Four years ago, I sat with some other people from Extinction Rebellion in the office of Cllr Mark Jones, and we placed our Third Demand to him, urging for a Citizen’s Assembly (CA) to address the Climate Emergency, that the council had just declared.
Our representative democracy is clearly failing; something recognised by South Yorkshire Mayor, Oliver Coppard “Politics is in a bad way right now, people do not trust politicians, people don’t trust the political process”. A failing democracy cannot take the big, bold, and necessary decisions that addressing climate change demands. A CA is a means of breaking the log jam, both for politicians and the public.

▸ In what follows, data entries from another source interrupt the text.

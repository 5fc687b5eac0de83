//! Viewport — which part of the render space is on screen.
//!
//! The viewport is the rectangle `(rowoff, coloff, rows, cols)` over the
//! rows' render forms. [`Viewport::scroll`] is the only thing that moves it,
//! and it moves it as little as possible: just far enough that the cursor's
//! render cell is inside the rectangle again.
//!
//! ```text
//!            coloff
//!              │◄──── cols ────►│
//!   rowoff ─── ┌────────────────┐
//!              │                │ ▲
//!              │      █ ◄ (rx, cy)  rows
//!              │                │ ▼
//!              └────────────────┘
//! ```

use crate::cursor::Cursor;
use crate::row::RowStore;

/// Scroll offsets and text-area dimensions.
#[derive(Debug, Clone, Copy, PartialEq, Eq)]
pub struct Viewport {
    /// First visible row.
    pub rowoff: usize,
    /// First visible render column.
    pub coloff: usize,
    /// Text rows on screen (status and message bars excluded).
    pub rows: usize,
    /// Columns on screen.
    pub cols: usize,
}

impl Viewport {
    /// A viewport at the top-left of a `rows × cols` text area.
    #[must_use]
    pub const fn new(rows: usize, cols: usize) -> Self {
        Self {
            rowoff: 0,
            coloff: 0,
            rows,
            cols,
        }
    }

    /// Recompute `cursor.rx` and bring the cursor back into view.
    ///
    /// The four rules run in order and each only pushes its offset one way.
    /// A zero-sized text area has nothing to keep the cursor inside, so the
    /// offsets are left alone.
    pub fn scroll(&mut self, cursor: &mut Cursor, text: &RowStore) {
        cursor.rx = text.render_column_for(cursor.cy, cursor.cx);

        if self.rows > 0 {
            if cursor.cy < self.rowoff {
                self.rowoff = cursor.cy;
            }
            if cursor.cy >= self.rowoff + self.rows {
                self.rowoff = cursor.cy - self.rows + 1;
            }
        }

        if self.cols > 0 {
            if cursor.rx < self.coloff {
                self.coloff = cursor.rx;
            }
            if cursor.rx >= self.coloff + self.cols {
                self.coloff = cursor.rx - self.cols + 1;
            }
        }
    }

    /// Whether `(rx, cy)` is inside the rectangle.
    #[must_use]
    pub const fn contains(&self, rx: usize, cy: usize) -> bool {
        cy >= self.rowoff
            && cy < self.rowoff + self.rows
            && rx >= self.coloff
            && rx < self.coloff + self.cols
    }

    /// Screen position of the cursor relative to the text area, 0-indexed.
    #[must_use]
    pub const fn screen_position(&self, cursor: &Cursor) -> (usize, usize) {
        (
            cursor.rx.saturating_sub(self.coloff),
            cursor.cy.saturating_sub(self.rowoff),
        )
    }
}

// ---------------------------------------------------------------------------
// Tests
// ---------------------------------------------------------------------------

A CA is a form of Deliberative and Participatory Democracy. Deliberative, meaning that difficult issues receive long and engaged consideration. Participatory, meaning that people who will be affected are involved in the process of considering solutions – so different from the once-in-five-year opportunity to put a cross in a box. Democracy, in that the deliberation will be from an accurately representative section of the South Yorkshire region and not left to party political agendas. It is doing politics differently, as Oliver Coppard said to “renew that trust and faith, that bond between our communities and the politics that we have in this country, and this community, so that people genuinely feel they are seen and they are heard and that the decisions that we take reflect their priorities”.
Last summer I was randomly invited, along with 30000 others in the region, to apply to be part of the South Yorkshire Citizen’s Assembly on Climate, to deliberate over the question of ‘How Should We Respond To Build A Thriving And Sustainable Future for South Yorkshire?’.
Having answered a detailed questionnaire on location, identity, occupation, and beliefs, I was selected to become one of the 100 people, that truly represented the composition of the region, who would meet together, over five days this autumn, across our major towns and cities.
When we walked into the room and sat at tables among strangers, it was obvious that something was different. We were valued, good coffee and cakes help, but so does good organisation. Whilst our views on climate breakdown were mixed, from climate sceptics to those prepared to glue themselves to motorways, trust that we would listen to one another was never doubted; and we really did.
In our everyday contact on social media, the discussions would have quickly degenerated into abuse; I’m sure we all have sensed that. What I saw completely confirmed my belief, that when there is respect, and when change is not presented as an imposed threat, ordinary people really can be trusted to talk to each other, and to consider many new ideas; jury trials would never work if this weren’t fundamentally true. Where this went further, was to offer some form of power back to us. We were not only there to talk, but to weigh up pros and cons, to look at trade-offs, to think of expanding upon what we had heard, to consider what would help and what would not. In other words, the things we are told to leave to our representative politicians, we were trusted to consider, and we offered back to them to act upon.

Over the sessions, we heard from dozens of people with experience in community, business, academia, health, and education. From experts to farmers and school students, people with experience and knowledge that we don’t usually gain from. After hours of listening, and discussing, we were set the task of creating ideas for action, and then at the final session, we voted on those to produce 14 points for Oliver Coppard to take to all the regional authorities to consider for implementation. Some of these were simple, some may be difficult to weave into the authorities’ mandates, and some will be hard; we will have to hold them to the hard parts!
The CA has offered a glimpse of how politics can be done differently. It has shown that working people, holding a range of ideas, can be trusted to work together, and we must be allowed to consider ways in which scarce resources are used to develop a route towards Net Zero by 2040. Politics was not only discussed but it was done cooperatively and without abuse.
Participatory Democracy must now be established at the heart of our local governance. This is possible, as Frome Council has shown for years, we now know that we can do it. One Assembly will be an interesting experiment, but business as usual will render it insignificant. The scale of the problem is way beyond one assembly and 14 action points. Our representatives must now fight for the resources to improve the lives of working people as we transition, and those resources are there but very unfairly distributed. Assemblies offer a real way forward as our economy faces such deep problems. Our assemblies need to be free from the election promises of the representatives who organised them – this creates ambiguity over the independence, and I saw examples of this within the process. But, at this moment let’s celebrate people doing politics differently, and let’s do this much more.